> **DATA PROVIDED**
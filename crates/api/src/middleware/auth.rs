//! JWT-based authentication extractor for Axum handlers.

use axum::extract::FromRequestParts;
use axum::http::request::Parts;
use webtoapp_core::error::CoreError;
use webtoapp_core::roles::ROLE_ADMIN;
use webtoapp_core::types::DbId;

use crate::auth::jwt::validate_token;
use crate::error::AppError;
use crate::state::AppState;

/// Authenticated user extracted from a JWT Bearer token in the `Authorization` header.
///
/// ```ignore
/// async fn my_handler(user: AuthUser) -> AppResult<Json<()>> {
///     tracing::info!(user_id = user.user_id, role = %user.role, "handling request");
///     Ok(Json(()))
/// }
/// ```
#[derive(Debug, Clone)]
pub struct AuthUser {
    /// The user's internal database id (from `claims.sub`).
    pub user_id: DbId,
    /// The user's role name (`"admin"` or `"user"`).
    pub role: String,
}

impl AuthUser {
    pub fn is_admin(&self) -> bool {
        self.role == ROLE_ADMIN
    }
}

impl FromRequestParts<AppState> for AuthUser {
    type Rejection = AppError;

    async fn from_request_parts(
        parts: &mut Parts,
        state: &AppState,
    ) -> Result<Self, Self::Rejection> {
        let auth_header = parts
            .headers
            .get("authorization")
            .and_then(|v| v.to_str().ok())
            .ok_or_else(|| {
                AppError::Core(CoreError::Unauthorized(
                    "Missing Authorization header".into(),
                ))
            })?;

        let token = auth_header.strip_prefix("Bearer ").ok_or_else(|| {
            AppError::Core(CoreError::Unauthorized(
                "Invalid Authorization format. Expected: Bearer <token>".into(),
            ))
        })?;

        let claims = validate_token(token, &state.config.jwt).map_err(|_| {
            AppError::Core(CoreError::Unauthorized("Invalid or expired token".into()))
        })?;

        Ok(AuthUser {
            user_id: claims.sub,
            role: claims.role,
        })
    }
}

...

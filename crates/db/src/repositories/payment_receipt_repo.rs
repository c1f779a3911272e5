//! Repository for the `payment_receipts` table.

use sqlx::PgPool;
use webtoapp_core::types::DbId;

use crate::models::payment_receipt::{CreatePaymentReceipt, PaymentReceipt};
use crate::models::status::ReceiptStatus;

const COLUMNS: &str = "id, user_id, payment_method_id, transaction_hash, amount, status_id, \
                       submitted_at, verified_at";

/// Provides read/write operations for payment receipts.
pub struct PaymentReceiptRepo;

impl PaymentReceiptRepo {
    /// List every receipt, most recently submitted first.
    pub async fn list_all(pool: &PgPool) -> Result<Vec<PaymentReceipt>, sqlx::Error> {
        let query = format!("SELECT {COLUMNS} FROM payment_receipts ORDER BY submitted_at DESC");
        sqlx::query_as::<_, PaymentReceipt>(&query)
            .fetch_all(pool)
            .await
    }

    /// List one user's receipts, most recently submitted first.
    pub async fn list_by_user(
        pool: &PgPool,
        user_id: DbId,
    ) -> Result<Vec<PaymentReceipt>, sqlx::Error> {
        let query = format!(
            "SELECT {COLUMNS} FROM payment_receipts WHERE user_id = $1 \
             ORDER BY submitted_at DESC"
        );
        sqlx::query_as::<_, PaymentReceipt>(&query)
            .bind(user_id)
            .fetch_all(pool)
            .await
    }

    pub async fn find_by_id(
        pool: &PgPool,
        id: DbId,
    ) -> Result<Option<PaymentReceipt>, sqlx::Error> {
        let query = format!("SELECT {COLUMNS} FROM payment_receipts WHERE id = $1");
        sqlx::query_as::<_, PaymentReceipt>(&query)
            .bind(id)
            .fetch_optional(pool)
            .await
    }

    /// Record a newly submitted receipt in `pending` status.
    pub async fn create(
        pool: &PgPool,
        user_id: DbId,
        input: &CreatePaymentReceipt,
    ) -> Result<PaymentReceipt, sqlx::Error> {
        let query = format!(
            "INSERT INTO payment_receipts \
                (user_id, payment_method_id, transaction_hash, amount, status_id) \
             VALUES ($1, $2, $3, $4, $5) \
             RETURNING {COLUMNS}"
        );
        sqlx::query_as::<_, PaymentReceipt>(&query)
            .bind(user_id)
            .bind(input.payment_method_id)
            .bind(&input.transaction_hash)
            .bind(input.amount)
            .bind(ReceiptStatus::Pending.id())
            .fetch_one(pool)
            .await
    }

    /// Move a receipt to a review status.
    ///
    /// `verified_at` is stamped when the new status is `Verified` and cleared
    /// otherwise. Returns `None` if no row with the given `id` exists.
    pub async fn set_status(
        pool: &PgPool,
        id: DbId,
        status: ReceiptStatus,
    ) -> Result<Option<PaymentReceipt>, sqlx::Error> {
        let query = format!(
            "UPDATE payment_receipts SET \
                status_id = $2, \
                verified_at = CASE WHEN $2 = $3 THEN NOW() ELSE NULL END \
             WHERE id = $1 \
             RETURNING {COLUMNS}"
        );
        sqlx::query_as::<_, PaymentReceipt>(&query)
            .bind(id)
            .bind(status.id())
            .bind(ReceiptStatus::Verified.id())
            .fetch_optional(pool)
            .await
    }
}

...

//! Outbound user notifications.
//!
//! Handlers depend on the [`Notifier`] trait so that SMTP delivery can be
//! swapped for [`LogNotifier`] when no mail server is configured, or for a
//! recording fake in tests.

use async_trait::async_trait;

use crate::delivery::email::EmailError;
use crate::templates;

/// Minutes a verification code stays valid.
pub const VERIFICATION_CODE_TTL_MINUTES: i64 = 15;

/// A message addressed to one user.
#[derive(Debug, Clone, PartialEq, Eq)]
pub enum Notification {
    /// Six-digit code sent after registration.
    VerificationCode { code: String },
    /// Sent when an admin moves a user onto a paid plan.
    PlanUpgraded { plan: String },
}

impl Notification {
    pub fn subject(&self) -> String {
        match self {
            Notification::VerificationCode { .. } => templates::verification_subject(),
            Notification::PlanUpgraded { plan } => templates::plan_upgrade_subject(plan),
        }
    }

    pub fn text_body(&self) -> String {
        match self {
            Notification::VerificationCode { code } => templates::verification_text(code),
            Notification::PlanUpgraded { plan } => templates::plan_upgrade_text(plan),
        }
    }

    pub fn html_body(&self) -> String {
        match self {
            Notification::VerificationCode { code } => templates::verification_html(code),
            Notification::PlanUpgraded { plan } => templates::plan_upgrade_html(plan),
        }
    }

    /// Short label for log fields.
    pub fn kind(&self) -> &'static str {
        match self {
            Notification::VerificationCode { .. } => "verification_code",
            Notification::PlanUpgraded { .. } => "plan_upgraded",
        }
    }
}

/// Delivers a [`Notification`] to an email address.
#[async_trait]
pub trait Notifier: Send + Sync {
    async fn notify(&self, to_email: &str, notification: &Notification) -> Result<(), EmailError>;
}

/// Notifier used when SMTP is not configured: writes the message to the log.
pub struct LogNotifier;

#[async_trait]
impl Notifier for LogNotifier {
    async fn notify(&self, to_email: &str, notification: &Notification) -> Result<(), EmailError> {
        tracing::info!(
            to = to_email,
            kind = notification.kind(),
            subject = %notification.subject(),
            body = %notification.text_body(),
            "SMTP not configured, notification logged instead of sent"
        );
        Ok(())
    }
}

> **WHAT TO PRODUCE**
Whenever a line in the records contains the word "kind", copy that line.

> **TASK OUTPUT**
    pub fn kind(&self) -> &'static str {
            kind = notification.kind(),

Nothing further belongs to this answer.